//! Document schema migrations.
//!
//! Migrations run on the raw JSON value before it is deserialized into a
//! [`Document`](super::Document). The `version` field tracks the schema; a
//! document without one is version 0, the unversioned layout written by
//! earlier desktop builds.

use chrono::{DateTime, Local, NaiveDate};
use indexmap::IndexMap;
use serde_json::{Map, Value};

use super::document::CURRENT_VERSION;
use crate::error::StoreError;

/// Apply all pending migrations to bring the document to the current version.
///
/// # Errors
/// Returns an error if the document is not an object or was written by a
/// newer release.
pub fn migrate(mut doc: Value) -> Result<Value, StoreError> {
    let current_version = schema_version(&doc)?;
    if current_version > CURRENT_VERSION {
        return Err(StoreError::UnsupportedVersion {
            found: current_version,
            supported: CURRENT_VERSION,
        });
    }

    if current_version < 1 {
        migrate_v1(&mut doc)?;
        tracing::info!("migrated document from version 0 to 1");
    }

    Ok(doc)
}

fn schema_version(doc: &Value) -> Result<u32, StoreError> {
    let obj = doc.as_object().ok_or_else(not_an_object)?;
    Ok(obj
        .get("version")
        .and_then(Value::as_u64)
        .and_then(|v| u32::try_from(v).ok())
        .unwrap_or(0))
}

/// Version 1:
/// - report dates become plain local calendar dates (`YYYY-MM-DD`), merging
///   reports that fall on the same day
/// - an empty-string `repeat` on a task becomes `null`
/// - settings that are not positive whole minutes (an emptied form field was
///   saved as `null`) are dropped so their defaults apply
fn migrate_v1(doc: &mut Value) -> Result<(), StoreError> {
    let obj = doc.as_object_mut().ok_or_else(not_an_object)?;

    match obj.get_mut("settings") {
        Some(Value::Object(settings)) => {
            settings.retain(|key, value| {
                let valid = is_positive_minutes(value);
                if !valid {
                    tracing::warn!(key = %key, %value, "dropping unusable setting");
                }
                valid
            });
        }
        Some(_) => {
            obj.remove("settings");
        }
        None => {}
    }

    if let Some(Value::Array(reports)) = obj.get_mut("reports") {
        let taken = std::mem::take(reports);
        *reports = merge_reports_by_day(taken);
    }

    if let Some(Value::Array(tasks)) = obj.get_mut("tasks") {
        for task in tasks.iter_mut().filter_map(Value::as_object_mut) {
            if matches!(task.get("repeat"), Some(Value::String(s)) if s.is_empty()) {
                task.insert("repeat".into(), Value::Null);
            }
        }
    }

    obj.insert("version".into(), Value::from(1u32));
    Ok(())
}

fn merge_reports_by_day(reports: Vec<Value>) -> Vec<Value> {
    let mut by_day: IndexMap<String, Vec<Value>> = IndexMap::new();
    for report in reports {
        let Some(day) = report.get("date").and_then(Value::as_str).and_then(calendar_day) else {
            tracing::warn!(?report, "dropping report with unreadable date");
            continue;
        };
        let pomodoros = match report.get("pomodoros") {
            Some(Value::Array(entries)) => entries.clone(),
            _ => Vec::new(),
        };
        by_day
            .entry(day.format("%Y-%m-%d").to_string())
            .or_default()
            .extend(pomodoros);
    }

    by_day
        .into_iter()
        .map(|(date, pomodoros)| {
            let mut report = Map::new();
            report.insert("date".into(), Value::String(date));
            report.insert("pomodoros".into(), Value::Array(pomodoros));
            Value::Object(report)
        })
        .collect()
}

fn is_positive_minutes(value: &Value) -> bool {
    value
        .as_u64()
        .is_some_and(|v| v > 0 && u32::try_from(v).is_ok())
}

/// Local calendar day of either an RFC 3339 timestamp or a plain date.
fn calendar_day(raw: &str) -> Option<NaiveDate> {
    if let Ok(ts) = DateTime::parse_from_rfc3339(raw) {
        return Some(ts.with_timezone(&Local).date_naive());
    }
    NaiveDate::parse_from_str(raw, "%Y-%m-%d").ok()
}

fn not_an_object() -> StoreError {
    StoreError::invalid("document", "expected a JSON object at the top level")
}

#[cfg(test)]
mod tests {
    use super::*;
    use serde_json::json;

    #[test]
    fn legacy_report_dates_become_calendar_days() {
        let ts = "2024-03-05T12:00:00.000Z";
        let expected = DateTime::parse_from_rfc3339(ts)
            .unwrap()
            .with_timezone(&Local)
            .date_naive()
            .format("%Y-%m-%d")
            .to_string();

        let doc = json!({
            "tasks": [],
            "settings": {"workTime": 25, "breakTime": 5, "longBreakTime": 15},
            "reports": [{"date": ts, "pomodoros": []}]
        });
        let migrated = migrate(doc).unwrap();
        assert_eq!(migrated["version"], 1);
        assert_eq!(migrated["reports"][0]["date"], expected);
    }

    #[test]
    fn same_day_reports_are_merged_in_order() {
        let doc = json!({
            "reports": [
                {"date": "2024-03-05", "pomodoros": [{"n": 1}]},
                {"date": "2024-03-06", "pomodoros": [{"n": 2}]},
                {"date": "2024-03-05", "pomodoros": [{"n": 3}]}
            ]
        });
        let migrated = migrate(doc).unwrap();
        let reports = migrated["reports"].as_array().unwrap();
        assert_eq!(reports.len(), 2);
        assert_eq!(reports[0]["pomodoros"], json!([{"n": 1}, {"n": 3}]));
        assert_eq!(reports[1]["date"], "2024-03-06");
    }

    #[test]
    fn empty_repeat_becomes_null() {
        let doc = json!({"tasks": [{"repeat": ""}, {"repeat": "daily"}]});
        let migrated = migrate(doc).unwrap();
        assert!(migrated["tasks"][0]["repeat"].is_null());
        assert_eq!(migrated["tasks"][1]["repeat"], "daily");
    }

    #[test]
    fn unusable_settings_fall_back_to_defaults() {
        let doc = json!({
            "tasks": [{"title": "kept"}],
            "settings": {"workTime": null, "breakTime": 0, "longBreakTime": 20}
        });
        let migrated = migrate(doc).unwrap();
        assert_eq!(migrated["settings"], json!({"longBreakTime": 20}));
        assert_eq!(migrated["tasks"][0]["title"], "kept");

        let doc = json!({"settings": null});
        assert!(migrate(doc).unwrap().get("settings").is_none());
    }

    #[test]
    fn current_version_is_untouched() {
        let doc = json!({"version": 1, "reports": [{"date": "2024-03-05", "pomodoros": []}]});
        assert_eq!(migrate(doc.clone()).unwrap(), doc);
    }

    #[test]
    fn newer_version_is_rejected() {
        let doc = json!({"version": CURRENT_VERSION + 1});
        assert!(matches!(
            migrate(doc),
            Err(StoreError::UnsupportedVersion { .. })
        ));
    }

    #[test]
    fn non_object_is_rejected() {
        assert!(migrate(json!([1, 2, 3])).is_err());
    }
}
* * * *
**Instructions to follow**
Say how many lines of the material hold the string "DateTime", giving the number alone.

**Output of the exercise**
3